Like most Community Action Network’s (CAN), Khanyisa Vedala started the Khayelitsha Site B CAN via a WhatsApp group, which currently has more than 600 members. The members of this collective recently got together to help community members who have been negatively affected by Covid-19 in Khayelitsha.
CAN’s are made of a group of volunteers who vow to take care of each other as a community.In Cape Town, under the umbrella initiative Cape Town Together, more than 150 community action networks (CANs) have sprung up since the pandemic began. More than 100 other CANs have popped up in Gauteng, the Eastern Cape and KwaZulu-Natal.
One of the greatest success stories has been the Khayelitsha Site B CAN. In partnership with other CANs and community organisations, the organisation has worked tirelessly to support the neediest members of the Khayelitsha community. For instance, Constantia CAN partnered with the Khayelitsha Site B CAN from the very beginning.

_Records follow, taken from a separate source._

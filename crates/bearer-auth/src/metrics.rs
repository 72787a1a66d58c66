//! Authentication attempt counters
//!
//! - `bearer_auth_attempts_total` (counter): labels `strategy`, `outcome`
//!
//! Calls are no-ops until the host installs a recorder.

/// Record one evaluated strategy and its outcome label.
pub fn record_attempt(strategy: &str, outcome: &'static str) {
    metrics::counter!(
        "bearer_auth_attempts_total",
        "strategy" => strategy.to_string(),
        "outcome" => outcome
    )
    .increment(1);
}
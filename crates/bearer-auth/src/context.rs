//! Resolved credentials and the per-request authentication context

use std::sync::Arc;

use axum::extract::FromRequestParts;
use axum::http::request::Parts;
use serde::{Deserialize, Serialize};
use serde_json::Value;

use crate::rejection::Rejection;

/// Credentials object produced by a resolver, opaque to this crate.
#[derive(Debug, Clone, PartialEq, Serialize, Deserialize)]
#[serde(transparent)]
pub struct Credentials(Value);

impl Credentials {
    pub fn new(value: Value) -> Self {
        Self(value)
    }

    /// Field lookup when the credentials are a JSON object.
    pub fn get(&self, key: &str) -> Option<&Value> {
        self.0.get(key)
    }

    pub fn as_value(&self) -> &Value {
        &self.0
    }

    pub fn into_value(self) -> Value {
        self.0
    }
}

impl From<Value> for Credentials {
    fn from(value: Value) -> Self {
        Self(value)
    }
}

/// Authenticated identity attached to request extensions for handlers.
#[derive(Debug, Clone)]
pub struct AuthContext {
    /// Name of the strategy that admitted the request
    pub strategy: Arc<str>,
    pub credentials: Credentials,
}

/// Handlers on guarded routes take `AuthContext` directly. On a route the
/// middleware never ran there is no context, which is a wiring bug: 500.
impl<S> FromRequestParts<S> for AuthContext
where
    S: Send + Sync,
{
    type Rejection = Rejection;

    async fn from_request_parts(parts: &mut Parts, _state: &S) -> Result<Self, Self::Rejection> {
        parts.extensions.get::<AuthContext>().cloned().ok_or_else(|| {
            tracing::error!("AuthContext requested on a route without bearer middleware");
            Rejection::Internal
        })
    }
}
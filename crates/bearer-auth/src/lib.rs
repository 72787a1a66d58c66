//! Bearer token authentication strategy for axum
//!
//! Authenticates requests from the `Authorization: Bearer <value>` header,
//! where `<value>` is either an opaque token or, in base64 mode, a base64
//! `identifier:token` pair. Credential lookup is delegated to an injected
//! async `Resolver`; this crate stores nothing.
//!
//! Request flow:
//! 1. Host registers strategies via `Strategies::register()` at startup
//! 2. Routes opt in with `protect(router, strategies.guard(&[..])?)`
//! 3. Middleware runs `BearerAuthenticator::authenticate()` per strategy
//! 4. Success inserts `AuthContext` into request extensions for handlers
//! 5. Failure short-circuits with the matching `Rejection` response

pub mod authenticator;
pub mod context;
pub mod error;
pub mod header;
pub mod metrics;
pub mod middleware;
pub mod registry;
pub mod rejection;
pub mod resolver;
pub mod token;

pub use authenticator::{AuthResult, BearerAuthenticator, StrategyConfig};
pub use context::{AuthContext, Credentials};
pub use error::{Error, Result};
pub use middleware::protect;
pub use registry::{Attempt, Guard, Strategies};
pub use rejection::Rejection;
pub use resolver::{CallbackResolver, FnResolver, Lookup, Resolution, ResolveError, Resolver};
//! Prometheus metrics exposition
//!
//! Installs the global recorder that collects the bearer strategy counters
//! (`bearer_auth_attempts_total`) and renders them on `/metrics`.

use anyhow::{Context, Result};
use metrics_exporter_prometheus::{PrometheusBuilder, PrometheusHandle};

/// Install the Prometheus recorder and return a handle for rendering metrics.
pub fn install_recorder() -> Result<PrometheusHandle> {
    PrometheusBuilder::new()
        .install_recorder()
        .context("failed to install Prometheus recorder")
}
//! Configuration and file loading errors shared across the workspace

use thiserror::Error;

/// Common error type
#[derive(Error, Debug)]
pub enum Error {
    #[error("Configuration error: {0}")]
    Config(String),

    #[error("I/O error: {0}")]
    Io(#[from] std::io::Error),

    #[error("TOML parse error: {0}")]
    Toml(#[from] toml::de::Error),
}

/// Result alias using common Error
pub type Result<T> = std::result::Result<T, Error>;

“I was already working within community development and the COVID-19 crisis meant that the poorest people in the communities needed help. We got the entire community involved, working with different organisations and leaders to make a difference to these people,” said Vedala.

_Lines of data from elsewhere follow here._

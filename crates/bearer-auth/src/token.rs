//! Base64 `identifier:token` credential decoding
//!
//! Decoding is lenient: symbols outside the base64 alphabet are skipped,
//! URL-safe `-`/`_` are accepted, input ends at the first `=`, and a
//! dangling final symbol is dropped. Only the structure of the decoded text
//! is enforced, which must be exactly one `:` separating two parts.

use base64::Engine;
use base64::alphabet;
use base64::engine::{DecodePaddingMode, GeneralPurpose, GeneralPurposeConfig};
use thiserror::Error;

/// Separator between identifier and token in the decoded payload.
pub const SEPARATOR: char = ':';

const LENIENT: GeneralPurpose = GeneralPurpose::new(
    &alphabet::STANDARD,
    GeneralPurposeConfig::new()
        .with_decode_allow_trailing_bits(true)
        .with_decode_padding_mode(DecodePaddingMode::RequireNone),
);

/// Identifier/token pair carried by a base64 bearer value.
#[derive(Debug, Clone, PartialEq, Eq)]
pub struct TokenParts {
    pub identifier: String,
    pub token: String,
}

/// The decoded payload is not a single `identifier:token` pair.
#[derive(Debug, Clone, Copy, PartialEq, Eq, Error)]
#[error("bearer value does not decode to identifier:token")]
pub struct MalformedToken;

/// Decode a base64 bearer value into its identifier and token.
pub fn decode(encoded: &str) -> Result<TokenParts, MalformedToken> {
    let bytes = LENIENT
        .decode(canonical_symbols(encoded))
        .map_err(|_| MalformedToken)?;
    let text = String::from_utf8_lossy(&bytes);

    let mut parts = text.split(SEPARATOR);
    match (parts.next(), parts.next(), parts.next()) {
        (Some(identifier), Some(token), None) => Ok(TokenParts {
            identifier: identifier.to_owned(),
            token: token.to_owned(),
        }),
        _ => Err(MalformedToken),
    }
}

/// Reduce the input to standard-alphabet symbols the strict engine accepts.
fn canonical_symbols(encoded: &str) -> String {
    let mut symbols: String = encoded
        .chars()
        .take_while(|c| *c != '=')
        .filter_map(|c| match c {
            'A'..='Z' | 'a'..='z' | '0'..='9' | '+' | '/' => Some(c),
            '-' => Some('+'),
            '_' => Some('/'),
            _ => None,
        })
        .collect();

    // six bits cannot form a byte
    if symbols.len() % 4 == 1 {
        symbols.pop();
    }
    symbols
}
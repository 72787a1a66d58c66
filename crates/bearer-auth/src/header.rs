//! `Authorization` header parsing
//!
//! Splits the header value on runs of whitespace and expects exactly
//! `<scheme> <credential>`. A missing header or a foreign scheme means this
//! strategy was not offered a credential at all; a `Bearer` scheme with the
//! wrong number of parts is a client protocol error.

use axum::http::{HeaderMap, header};

/// Authentication scheme handled by this crate (matched case-insensitively).
pub const SCHEME: &str = "Bearer";

/// Why no bearer value could be taken from the request.
#[derive(Debug, Clone, Copy, PartialEq, Eq)]
pub enum HeaderError {
    /// No header, an empty one, or a scheme other than `Bearer`
    Missing,
    /// `Bearer` scheme without exactly one credential after it
    Malformed,
}

/// Raw credential that followed the `Bearer` scheme.
#[derive(Debug, Clone, PartialEq, Eq)]
pub struct BearerValue(String);

impl BearerValue {
    pub fn as_str(&self) -> &str {
        &self.0
    }

    pub fn into_string(self) -> String {
        self.0
    }
}

/// Extract the bearer value from the first `Authorization` header.
///
/// Header bytes outside visible ASCII are decoded lossily rather than
/// rejected; whatever credential they form is left for the resolver to judge.
pub fn extract(headers: &HeaderMap) -> Result<BearerValue, HeaderError> {
    let raw = headers
        .get(header::AUTHORIZATION)
        .ok_or(HeaderError::Missing)?;
    parse(&String::from_utf8_lossy(raw.as_bytes()))
}

/// Parse an `Authorization` header value.
pub fn parse(value: &str) -> Result<BearerValue, HeaderError> {
    let mut parts = value.split_whitespace();

    let scheme = parts.next().ok_or(HeaderError::Missing)?;
    if !scheme.eq_ignore_ascii_case(SCHEME) {
        return Err(HeaderError::Missing);
    }

    match (parts.next(), parts.next()) {
        (Some(credential), None) => Ok(BearerValue(credential.to_owned())),
        _ => Err(HeaderError::Malformed),
    }
}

Every day, the soup kitchen set up by the CAN serves food to more than 150 children, while more than 600 people are provided with regular food parcels. In another initiative, more than 1 000 parcels containing sanitary towels were handed out.

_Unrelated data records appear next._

/// `NetFlow` v5 packet builder
#[derive(Debug)]
pub struct NetFlowV5 {
    config: Config,
    protocol_distribution: WeightedIndex<u16>,
}

impl NetFlowV5 {
    /// Create a new `NetFlow` v5 packet builder
    ///
    /// # Errors
    ///
    /// Fails when the configuration does not validate or the protocol
    /// weights sum to zero.
    pub fn new(config: Config) -> Result<Self, Error> {
        config.valid().map_err(Error::Validation)?;

        let protocol_weights = [
            u16::from(config.protocol_weights.tcp),
            u16::from(config.protocol_weights.udp),
            u16::from(config.protocol_weights.icmp),
            u16::from(config.protocol_weights.other),
        ];

        Ok(Self {
            config,
            protocol_distribution: WeightedIndex::new(protocol_weights)?,
        })
    }

    /// Build one packet into `buffer`, stamping uptime against the wall
    /// clock.
    ///
    /// `system_start_time` marks when the simulated exporter began running
    /// and `total_flows_sent` is the cumulative record count sent before
    /// this packet. Both are caller-owned; the builder never retains them.
    /// Returns the number of bytes written.
    ///
    /// # Errors
    ///
    /// `InvalidRecordCount` when `number_of_flows` is outside 1..=30,
    /// `BufferTooSmall` when `buffer` cannot hold the computed packet. No
    /// bytes are written in either case.
    pub fn fill_packet<R>(
        &self,
        rng: &mut R,
        buffer: &mut [u8],
        system_start_time: SystemTime,
        number_of_flows: u16,
        total_flows_sent: u32,
    ) -> Result<usize, Error>
    where
        R: Rng + ?Sized,
    {
        self.fill_packet_at(
            rng,
            buffer,
            SystemTime::now(),
            system_start_time,
            number_of_flows,
            total_flows_sent,
        )
    }

    /// Build one packet into `buffer` as of the instant `now`.
    ///
    /// Identical to [`NetFlowV5::fill_packet`] but with the clock supplied
    /// by the caller, which makes the construction fully deterministic for
    /// a seeded `rng`.
    ///
    /// # Errors
    ///
    /// See [`NetFlowV5::fill_packet`].
    #[allow(clippy::cast_possible_truncation)]
    pub fn fill_packet_at<R>(
        &self,
        rng: &mut R,
        buffer: &mut [u8],
        now: SystemTime,
        system_start_time: SystemTime,
        number_of_flows: u16,
        total_flows_sent: u32,
    ) -> Result<usize, Error>
    where
        R: Rng + ?Sized,
    {
        if number_of_flows == 0 || number_of_flows > MAX_RECORDS {
            return Err(Error::InvalidRecordCount {
                requested: number_of_flows,
            });
        }
        let required = HEADER_SIZE + usize::from(number_of_flows) * RECORD_SIZE;
        if buffer.len() < required {
            return Err(Error::BufferTooSmall {
                required,
                capacity: buffer.len(),
            });
        }

        let uptime = now.duration_since(system_start_time).unwrap_or_default();
        let sys_uptime = u32::try_from(uptime.as_millis()).unwrap_or(u32::MAX);
        let unix = now.duration_since(UNIX_EPOCH).unwrap_or_default();

        let header = NetFlowV5Header {
            version: 5,
            count: number_of_flows,
            sys_uptime,
            unix_secs: unix.as_secs() as u32,
            unix_nsecs: unix.subsec_nanos(),
            flow_sequence: total_flows_sent,
            engine_type: self.config.engine_type_range.sample(rng),
            engine_id: self.config.engine_id_range.sample(rng),
            reserved: 0,
        };

        let mut writer = &mut buffer[..required];
        write_header(&header, &mut writer)?;
        for _ in 0..number_of_flows {
            let record = self.generate_record(sys_uptime, rng);
            write_record(&record, &mut writer)?;
        }

        Ok(required)
    }

    /// Generate a `NetFlow` v5 flow record
    fn generate_record<R>(&self, sys_uptime: u32, rng: &mut R) -> NetFlowV5Record
    where
        R: Rng + ?Sized,
    {
        let protocol = match self.protocol_distribution.sample(rng) {
            0 => 6,                         // TCP
            1 => 17,                        // UDP
            2 => 1,                         // ICMP
            _ => rng.random_range(2..=255), // Other protocols
        };

        // Flow timestamps live on the same uptime clock as the header and
        // must satisfy first <= last <= sys_uptime.
        let first = rng.random_range(0..=sys_uptime);
        let last = rng.random_range(first..=sys_uptime);

        let d_pkts = self.config.packet_count_range.sample(rng);
        let d_octets = d_pkts.saturating_mul(self.config.mean_packet_size_range.sample(rng));

        NetFlowV5Record {
            src_addr: self.config.src_addr_range.sample(rng),
            dst_addr: self.config.dst_addr_range.sample(rng),
            next_hop: self.config.next_hop_range.sample(rng),
            input: self.config.interface_range.sample(rng),
            output: self.config.interface_range.sample(rng),
            d_pkts,
            d_octets,
            first,
            last,
            src_port: self.config.src_port_range.sample(rng),
            dst_port: self.config.dst_port_range.sample(rng),
            pad: 0,
            tcp_flags: rng.random(),
            prot: protocol,
            tos: rng.random(),
            src_as: self.config.as_number_range.sample(rng),
            dst_as: self.config.as_number_range.sample(rng),
            src_mask: rng.random_range(0..=32),
            dst_mask: rng.random_range(0..=32),
            drops: rng.random(),
        }
    }
}

/// Write the header to bytes in network byte order
fn write_header<W>(header: &NetFlowV5Header, writer: &mut W) -> Result<(), Error>
where
    W: Write,
{
    writer.write_all(&header.version.to_be_bytes())?;
    writer.write_all(&header.count.to_be_bytes())?;
    writer.write_all(&header.sys_uptime.to_be_bytes())?;
    writer.write_all(&header.unix_secs.to_be_bytes())?;
    writer.write_all(&header.unix_nsecs.to_be_bytes())?;
    writer.write_all(&header.flow_sequence.to_be_bytes())?;
    writer.write_all(&[header.engine_type])?;
    writer.write_all(&[header.engine_id])?;
    writer.write_all(&header.reserved.to_be_bytes())?;
    Ok(())
}

/// Write a flow record to bytes in network byte order
fn write_record<W>(record: &NetFlowV5Record, writer: &mut W) -> Result<(), Error>
where
    W: Write,
{
    writer.write_all(&record.src_addr.to_be_bytes())?;
    writer.write_all(&record.dst_addr.to_be_bytes())?;
    writer.write_all(&record.next_hop.to_be_bytes())?;
    writer.write_all(&record.input.to_be_bytes())?;
    writer.write_all(&record.output.to_be_bytes())?;
    writer.write_all(&record.d_pkts.to_be_bytes())?;
    writer.write_all(&record.d_octets.to_be_bytes())?;
    writer.write_all(&record.first.to_be_bytes())?;
    writer.write_all(&record.last.to_be_bytes())?;
    writer.write_all(&record.src_port.to_be_bytes())?;
    writer.write_all(&record.dst_port.to_be_bytes())?;
    writer.write_all(&[record.pad])?;
    writer.write_all(&[record.tcp_flags])?;
    writer.write_all(&[record.prot])?;
    writer.write_all(&[record.tos])?;
    writer.write_all(&record.src_as.to_be_bytes())?;
    writer.write_all(&record.dst_as.to_be_bytes())?;
    writer.write_all(&[record.src_mask])?;
    writer.write_all(&[record.dst_mask])?;
    writer.write_all(&record.drops.to_be_bytes())?;
    Ok(())
}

“Even people who have very little themselves have been willing to give to others. It has been wonderful to see how the principles of ubuntu are well and truly alive in our communities,” added Vedala.CANs in disadvantaged areas have benefitted from the assistance of other CANs in more affluent areas of Cape Town.
“We can achieve upliftment in South Africa if we all work together to protect the vulnerable members of society,” closed Vedala.